Profirió a viva voz su exorcismo barriobajero y se quedó de pie, apoyada contra la encimera, tomando el café sin ganas. Se obligó a pensar en otra cosa.
En el Hornell Municipal Airport, un momento antes de que el helicóptero se elevara para llevarlos de regreso a Nueva York, había llamado al capitán Bellew para ponerlo al corriente de las malas noticias. Después de exponerle los hechos, el breve silencio le dijo que Bellew estaba tratando de sofocar una palabrota.
– Entonces, hay que empezar de cero.
Pero Vivien no se había dado por vencida.
– Todavía nos queda un camino por recorrer, Alan.
– Cuéntame.
Una leve nota de desconfianza en la voz del capitán.
– Hay que remontarse a la época de la guerra de Vietnam. A toda costa tenemos que averiguar qué les pasó al verdadero Wendell Johnson y al otro muchacho, el llamado Little Boss. Es la única agarradera que nos queda.

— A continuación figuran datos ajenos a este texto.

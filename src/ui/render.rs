//! Render functions for the TUI.
//!
//! This module handles render dispatch per screen plus the small style
//! helpers shared by the screen widgets. Styling is deliberately plain: a
//! highlight for the cursor row, a dim hint line, and an accent for
//! in-flight operations.

use crate::app::{App, Screen};
use ratatui::{
    layout::{Alignment, Constraint, Direction, Layout},
    style::{Color, Modifier, Style},
    widgets::Paragraph,
    Frame,
};

use super::{academics, checkout, food, form, menu, recipe, status, subscriptions};

/// Minimum terminal dimensions required for normal operation.
pub(super) const MIN_WIDTH: u16 = 50;
pub(super) const MIN_HEIGHT: u16 = 10;

/// Main render dispatch function.
///
/// Routes to the appropriate screen renderer based on application state.
/// Handles terminal size validation before rendering.
pub(super) fn render(f: &mut Frame, app: &App) {
    let area = f.area();

    // Guard against zero-width/height to prevent panics
    if area.width < 1 || area.height < 1 {
        return;
    }

    if area.width < MIN_WIDTH || area.height < MIN_HEIGHT {
        let msg = if area.height < 3 || area.width < 20 {
            Paragraph::new("Too small")
        } else {
            Paragraph::new(format!(
                "Terminal too small\n\nMinimum: {}x{}\nCurrent: {}x{}",
                MIN_WIDTH, MIN_HEIGHT, area.width, area.height
            ))
            .alignment(Alignment::Center)
        };
        f.render_widget(msg, area);
        return;
    }

    let chunks = Layout::default()
        .direction(Direction::Vertical)
        .constraints([Constraint::Min(0), Constraint::Length(1)])
        .split(area);

    match app.screen {
        Screen::Menu => menu::render(f, app, chunks[0]),
        Screen::FoodList => food::render(f, app, chunks[0]),
        Screen::FoodRecipe => recipe::render(f, app, chunks[0]),
        Screen::FoodCheckout | Screen::FoodCheckoutProcessing => {
            checkout::render(f, app, chunks[0]);
        }
        Screen::Subscriptions => subscriptions::render(f, app, chunks[0]),
        Screen::Academics | Screen::AcademicsSyncing => academics::render(f, app, chunks[0]),
        Screen::FoodForm | Screen::SubscriptionForm => form::render(f, app, chunks[0]),
    }

    status::render(f, app, chunks[1]);
}

/// Style for the row under the cursor.
pub(super) fn selected_style() -> Style {
    Style::default()
        .fg(Color::Green)
        .add_modifier(Modifier::BOLD)
}

/// Dim style for keybinding hint lines.
pub(super) fn hint_style() -> Style {
    Style::default().fg(Color::DarkGray)
}

/// Accent style for in-flight operations and cart markers.
pub(super) fn accent_style() -> Style {
    Style::default().fg(Color::Yellow)
}

/// Spinner glyph for the given animation frame.
pub(super) fn spinner_char(frame: usize) -> char {
    const FRAMES: [char; 10] = ['⠋', '⠙', '⠹', '⠸', '⠼', '⠴', '⠦', '⠧', '⠇', '⠏'];
    FRAMES[frame % FRAMES.len()]
}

– Llamaré al jefe. A esta hora no creo que sea posible hacer nada, pero verás cómo por la mañana se pondrá en marcha de inmediato.
– Bien. Mantenme informada.
La conversación se había interrumpido por el rotor que comenzaba a dividir el aire. Ella y Russell habían subido al helicóptero y durante el viaje no hubo ruido capaz de interrumpir su silencio.
Sonó el teléfono. Como conjurado por su pensamiento, en la pantalla apareció el nombre de Bellew.
Vivien contestó.
– Aquí estoy.
– ¿Cómo estás?
– Estoy. ¿Tienes novedades?
– Sí. Y no son buenas.
Esperó en silencio el jarro de agua fría anunciado por Bellew.
– A primera hora de esta mañana Willard se puso en contacto con el ejército. El nombre de Wendell Johnson está clasificado como secreto militar. No es posible el acceso a su expediente de servicio.
Vivien sintió un torbellino de furia en el estómago.